ServInt are the hosting providers we’ve been using since May 2008 – longer than any other since we started building websites back in January 2000. And we don’t plan on moving any time soon!
How did we end up with them? It’s a long story. We had an initial poor experience with Easyspace (very limited facilities, with charges for very basic extras – and for transferring domains away). Magic Moments and their successors Host Europe were a little better, but didn’t offer much in the way of options and were unresponsive when it came to support. Initially good performance from MCHost degenerated gradually as their customer base outgrew their capacity. And our last hosts, BetterWebSpace, were very good – but the number, size and complexity of our sites grew to the point where we felt we needed a virtual private server (VPS), and BWS didn’t offer those.
A bit of research threw up ServInt as possible future hosts. As opinions of them seemed to be generally very favourable, we decided to go with them.
The package (their minimum Essential package) didn’t seem excessively expensive: $49 per month, which was about half as much again as we were paying for our existing hosting. For that we got 500 GB of bandwidth, comfortably more than we were expecting to have to use across all our sites for the foreseeable future. The amount of disc space on offer was similarly generous, though to be honest I can’t remember how much exactly that was now – these days the emphasis is on server performance rather than size. (These days, your $49 gets you 60 GB of storage, 1 TB of bandwidth, 768 MB guaranteed RAM and 1.5 GB of burst RAM.)

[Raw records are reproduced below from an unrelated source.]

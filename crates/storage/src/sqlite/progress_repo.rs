use chrono::{DateTime, Utc};
use progress_core::model::{
    FlashcardId, MasteryLevel, Owner, ProgressPatch, ProgressRecord, ProgressStats,
};
use sqlx::Row;

use super::{
    SqliteRepository,
    mapping::{conn, flashcard_id_to_i64, map_progress_row, ser, u32_from_i64},
};
use crate::repository::{ProgressRepository, StorageError, unique_ids};

// Stay well below SQLite's bound-parameter limit.
const STATS_CHUNK: usize = 500;

const PROGRESS_COLUMNS: &str = "flashcard_id, owner, mastery_level, correct_answers, \
    incorrect_answers, next_review_at, last_reviewed_at";

impl SqliteRepository {
    async fn stats_chunk(
        &self,
        ids: &[FlashcardId],
        owner: &Owner,
    ) -> Result<ProgressStats, StorageError> {
        let mut sql = String::from(
            r"
            SELECT
                COALESCE(SUM(CASE WHEN mastery_level >= 4 THEN 1 ELSE 0 END), 0) AS mastered,
                COALESCE(SUM(CASE WHEN mastery_level BETWEEN 1 AND 3 THEN 1 ELSE 0 END), 0)
                    AS in_progress,
                COALESCE(SUM(mastery_level), 0) AS mastery_sum
            FROM flashcard_progress
            WHERE owner = ?1 AND flashcard_id IN (
            ",
        );
        for i in 0..ids.len() {
            if i > 0 {
                sql.push_str(", ");
            }
            sql.push('?');
            sql.push_str(&(i + 2).to_string());
        }
        sql.push_str(")\n");

        let mut q = sqlx::query(&sql).bind(owner.storage_key());
        for id in ids {
            q = q.bind(flashcard_id_to_i64(*id)?);
        }
        let row = q.fetch_one(&self.pool).await.map_err(conn)?;

        let mastered = u32_from_i64("mastered", row.try_get::<i64, _>("mastered").map_err(ser)?)?;
        let in_progress = u32_from_i64(
            "in_progress",
            row.try_get::<i64, _>("in_progress").map_err(ser)?,
        )?;
        let mastery_sum = u64::try_from(row.try_get::<i64, _>("mastery_sum").map_err(ser)?)
            .map_err(ser)?;
        let total = u32::try_from(ids.len()).map_err(ser)?;
        let untouched = total
            .checked_sub(mastered + in_progress)
            .ok_or_else(|| StorageError::Serialization("bucket counts exceed total".into()))?;

        Ok(ProgressStats {
            total,
            mastered,
            in_progress,
            untouched,
            mastery_sum,
        })
    }

    async fn exists(&self, flashcard_id: FlashcardId, owner: &Owner) -> Result<bool, StorageError> {
        let row = sqlx::query(
            "SELECT 1 FROM flashcard_progress WHERE flashcard_id = ?1 AND owner = ?2",
        )
        .bind(flashcard_id_to_i64(flashcard_id)?)
        .bind(owner.storage_key())
        .fetch_optional(&self.pool)
        .await
        .map_err(conn)?;
        Ok(row.is_some())
    }
}

#[async_trait::async_trait]
impl ProgressRepository for SqliteRepository {
    async fn get(
        &self,
        flashcard_id: FlashcardId,
        owner: &Owner,
    ) -> Result<Option<ProgressRecord>, StorageError> {
        let sql = format!(
            "SELECT {PROGRESS_COLUMNS} FROM flashcard_progress \
             WHERE flashcard_id = ?1 AND owner = ?2"
        );
        let row = sqlx::query(&sql)
            .bind(flashcard_id_to_i64(flashcard_id)?)
            .bind(owner.storage_key())
            .fetch_optional(&self.pool)
            .await
            .map_err(conn)?;

        row.as_ref().map(map_progress_row).transpose()
    }

    async fn create(
        &self,
        flashcard_id: FlashcardId,
        owner: &Owner,
        initial_level: MasteryLevel,
        now: DateTime<Utc>,
    ) -> Result<ProgressRecord, StorageError> {
        let fresh = ProgressRecord::new(flashcard_id, owner.clone(), initial_level, now);
        let id = flashcard_id_to_i64(flashcard_id)?;

        let mut tx = self.pool.begin().await.map_err(conn)?;

        sqlx::query(
            r"
            INSERT INTO flashcard_progress (
                flashcard_id, owner, mastery_level, correct_answers, incorrect_answers,
                next_review_at, last_reviewed_at
            )
            VALUES (?1, ?2, ?3, 0, 0, ?4, ?5)
            ON CONFLICT(flashcard_id, owner) DO NOTHING
            ",
        )
        .bind(id)
        .bind(owner.storage_key())
        .bind(i64::from(initial_level.value()))
        .bind(fresh.next_review_at())
        .bind(fresh.last_reviewed_at())
        .execute(&mut *tx)
        .await
        .map_err(conn)?;

        let sql = format!(
            "SELECT {PROGRESS_COLUMNS} FROM flashcard_progress \
             WHERE flashcard_id = ?1 AND owner = ?2"
        );
        let row = sqlx::query(&sql)
            .bind(id)
            .bind(owner.storage_key())
            .fetch_one(&mut *tx)
            .await
            .map_err(conn)?;
        let stored = map_progress_row(&row)?;

        tx.commit().await.map_err(conn)?;
        Ok(stored)
    }

    async fn update(
        &self,
        flashcard_id: FlashcardId,
        owner: &Owner,
        patch: &ProgressPatch,
    ) -> Result<ProgressRecord, StorageError> {
        let res = sqlx::query(
            r"
            UPDATE flashcard_progress SET
                mastery_level = ?1,
                correct_answers = ?2,
                incorrect_answers = ?3,
                next_review_at = ?4,
                last_reviewed_at = ?5
            WHERE flashcard_id = ?6 AND owner = ?7
            ",
        )
        .bind(i64::from(patch.mastery_level.value()))
        .bind(i64::from(patch.correct_answers))
        .bind(i64::from(patch.incorrect_answers))
        .bind(patch.next_review_at)
        .bind(patch.last_reviewed_at)
        .bind(flashcard_id_to_i64(flashcard_id)?)
        .bind(owner.storage_key())
        .execute(&self.pool)
        .await
        .map_err(conn)?;

        if res.rows_affected() == 0 {
            return Err(StorageError::NotFound);
        }
        Ok(ProgressRecord::from_persisted(
            flashcard_id,
            owner.clone(),
            patch.clone(),
        ))
    }

    async fn compare_and_update(
        &self,
        expected: &ProgressRecord,
        patch: &ProgressPatch,
    ) -> Result<ProgressRecord, StorageError> {
        let res = sqlx::query(
            r"
            UPDATE flashcard_progress SET
                mastery_level = ?1,
                correct_answers = ?2,
                incorrect_answers = ?3,
                next_review_at = ?4,
                last_reviewed_at = ?5
            WHERE flashcard_id = ?6
              AND owner = ?7
              AND correct_answers = ?8
              AND incorrect_answers = ?9
            ",
        )
        .bind(i64::from(patch.mastery_level.value()))
        .bind(i64::from(patch.correct_answers))
        .bind(i64::from(patch.incorrect_answers))
        .bind(patch.next_review_at)
        .bind(patch.last_reviewed_at)
        .bind(flashcard_id_to_i64(expected.flashcard_id())?)
        .bind(expected.owner().storage_key())
        .bind(i64::from(expected.correct_answers()))
        .bind(i64::from(expected.incorrect_answers()))
        .execute(&self.pool)
        .await
        .map_err(conn)?;

        if res.rows_affected() == 0 {
            return if self.exists(expected.flashcard_id(), expected.owner()).await? {
                Err(StorageError::Conflict)
            } else {
                Err(StorageError::NotFound)
            };
        }

        Ok(ProgressRecord::from_persisted(
            expected.flashcard_id(),
            expected.owner().clone(),
            patch.clone(),
        ))
    }

    async fn stats_for(
        &self,
        flashcard_ids: &[FlashcardId],
        owner: &Owner,
    ) -> Result<ProgressStats, StorageError> {
        let ids = unique_ids(flashcard_ids);
        let mut stats = ProgressStats::default();
        for chunk in ids.chunks(STATS_CHUNK) {
            stats = stats.merged(self.stats_chunk(chunk, owner).await?);
        }
        Ok(stats)
    }

    async fn due_flashcards(
        &self,
        owner: &Owner,
        now: DateTime<Utc>,
        limit: u32,
    ) -> Result<Vec<ProgressRecord>, StorageError> {
        let sql = format!(
            "SELECT {PROGRESS_COLUMNS} FROM flashcard_progress \
             WHERE owner = ?1 AND next_review_at <= ?2 \
             ORDER BY next_review_at ASC, flashcard_id ASC \
             LIMIT ?3"
        );
        let rows = sqlx::query(&sql)
            .bind(owner.storage_key())
            .bind(now)
            .bind(i64::from(limit))
            .fetch_all(&self.pool)
            .await
            .map_err(conn)?;

        let mut out = Vec::with_capacity(rows.len());
        for row in rows {
            out.push(map_progress_row(&row)?);
        }
        Ok(out)
    }

    async fn reviewed_between(
        &self,
        owner: &Owner,
        start: DateTime<Utc>,
        end: DateTime<Utc>,
    ) -> Result<u32, StorageError> {
        let row = sqlx::query(
            r"
            SELECT COUNT(*) AS reviewed
            FROM flashcard_progress
            WHERE owner = ?1
              AND last_reviewed_at >= ?2
              AND last_reviewed_at < ?3
              AND (correct_answers + incorrect_answers) > 0
            ",
        )
        .bind(owner.storage_key())
        .bind(start)
        .bind(end)
        .fetch_one(&self.pool)
        .await
        .map_err(conn)?;

        u32_from_i64("reviewed", row.try_get::<i64, _>("reviewed").map_err(ser)?)
    }

    async fn clear_all(&self, owner: &Owner) -> Result<(), StorageError> {
        sqlx::query("DELETE FROM flashcard_progress WHERE owner = ?1")
            .bind(owner.storage_key())
            .execute(&self.pool)
            .await
            .map_err(conn)?;
        Ok(())
    }

    fn is_available(&self) -> bool {
        !self.pool.is_closed()
    }
}
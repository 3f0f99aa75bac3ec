use chrono::{FixedOffset, Offset, Utc};

use progress_core::Clock;
use progress_core::model::DailyGoal;

/// Tuning for answer processing.
#[derive(Debug, Clone, Copy, PartialEq, Eq)]
pub struct ProgressConfig {
    /// How many read-compute-write rounds `record_answer` attempts before
    /// giving up on a contended record.
    pub max_write_attempts: u32,
}

impl Default for ProgressConfig {
    fn default() -> Self {
        Self {
            max_write_attempts: 3,
        }
    }
}

/// Tuning for stats aggregation.
#[derive(Debug, Clone, Copy, PartialEq, Eq)]
pub struct StatsConfig {
    /// Goal reported when the owner never set one.
    pub default_daily_goal: DailyGoal,
    /// Offset of the caller's local clock; decides where "today" starts.
    pub utc_offset: FixedOffset,
}

impl StatsConfig {
    /// Same config with the day boundary shifted by `minutes` east of UTC.
    ///
    /// Returns `None` if the offset is a day or more.
    #[must_use]
    pub fn with_offset_minutes(self, minutes: i32) -> Option<Self> {
        let utc_offset = FixedOffset::east_opt(minutes.checked_mul(60)?)?;
        Some(Self { utc_offset, ..self })
    }
}

impl Default for StatsConfig {
    fn default() -> Self {
        Self {
            default_daily_goal: DailyGoal::DEFAULT,
            utc_offset: Utc.fix(),
        }
    }
}

/// Everything a session needs besides its storage.
#[derive(Debug, Clone, Copy, Default)]
pub struct SessionConfig {
    pub clock: Clock,
    pub progress: ProgressConfig,
    pub stats: StatsConfig,
}
mod ids;
mod progress;
mod stats;

pub use ids::{FlashcardId, Owner, OwnerError, ParseIdError, UserId};
pub use progress::{MasteryBucket, MasteryLevel, MasteryLevelError, ProgressPatch, ProgressRecord};
pub use stats::{
    CategoryFlashcards, CategoryRollup, DailyGoal, DailyGoalError, ProgressStats, StatsReport,
};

When we signed up, their servers were based in Langley, Virginia, just a few hundred yards down the road from CIA headquarters. These days they also have data centres in California and Europe.
And if you’re concerned about environmental issues, ServInt have a solid record there – they’re actually carbon-negative, reforesting at a greater rate than the carbon their activities are releasing into the atmosphere.
The control panels
We were offered the choice of two widely used control panels: Plesk and cPanel. As we’d been on hosts using cPanel since 2004, it seemed natural to have that installed.
cPanel comes with WHM – Web Host Manager – as the master control panel for all the cPanel accounts on the server (one account per website). We were already familiar with WHM from our days running a so-called “reseller account”, which is a common way of running several websites on the same server. However, WHM on our new VPS offered far more facilities than we’d been used to – quite a bewildering number, in fact!
In addition, there’s a control panel for the server: Virtuozzo Power Panels, which has since been renamed Parallels Power Panel (PPP). There’s relatively little to master on this panel, which was fortunate – ServInt advised us to use it rather than WHM to perform basic server operations such as rebooting.
Ease of set-up
Everything seemed to go quite straightforwardly – helped by a comprehensive manual.
ServInt’s servers are based on the familiar LAMP framework – Linux operating system, Apache HTML server, MySQL database server, PHP dynamic page pre-processor.
To a great extent you can configure the server software as you want it, by installing any additional modules you need to run the applications you choose to power your websites. This may seem a bit daunting at first, especially if you’re not used to having so much control over your server space. But the process is generally easy enough, and there are plenty of instructions on how to install modules on the Web.
The one thing that was holding us back from moving to a VPS was the worry about being able to deal with technical problems. After all, if you have full control of your part of the server, then to a large extent presumably you’re responsible for maintaining it.
That’s not a problem with ServInt. Their VPSes are fully managed, so although you get to fiddle around and tweak as much as you like, in practice their support staff are there to pick up the pieces if you unwittingly do something silly.
So what happens when things do go wrong? In four years, we’ve had occasions when they do (though the number has gone steadily downwards). The answer is: put in a ticket. The problems are usually resolved very quickly, with a technician almost invariably assigned to deal with the problem within an hour.
The technicians are of a high calibre, too – not call-centre fodder whose primary task is to fob off time-wasters. Quite the opposite, in fact: on a couple of occasions they’ve intervened to stop potential problems becoming real ones.
We’ve been very happy indeed with the level of service from ServInt.
I suppose the best indicator of our views on ServInt is the fact that we’re still with them after more than four years and are happily recommending them to our friends and business contacts. $49 a month is perhaps more than many businesses might consider necessary, especially if they’re only running one website. But if you’re running several large and well-visited sites, and a reseller account is starting to collapse under the strain, then ServInt could be exactly what you’re looking for.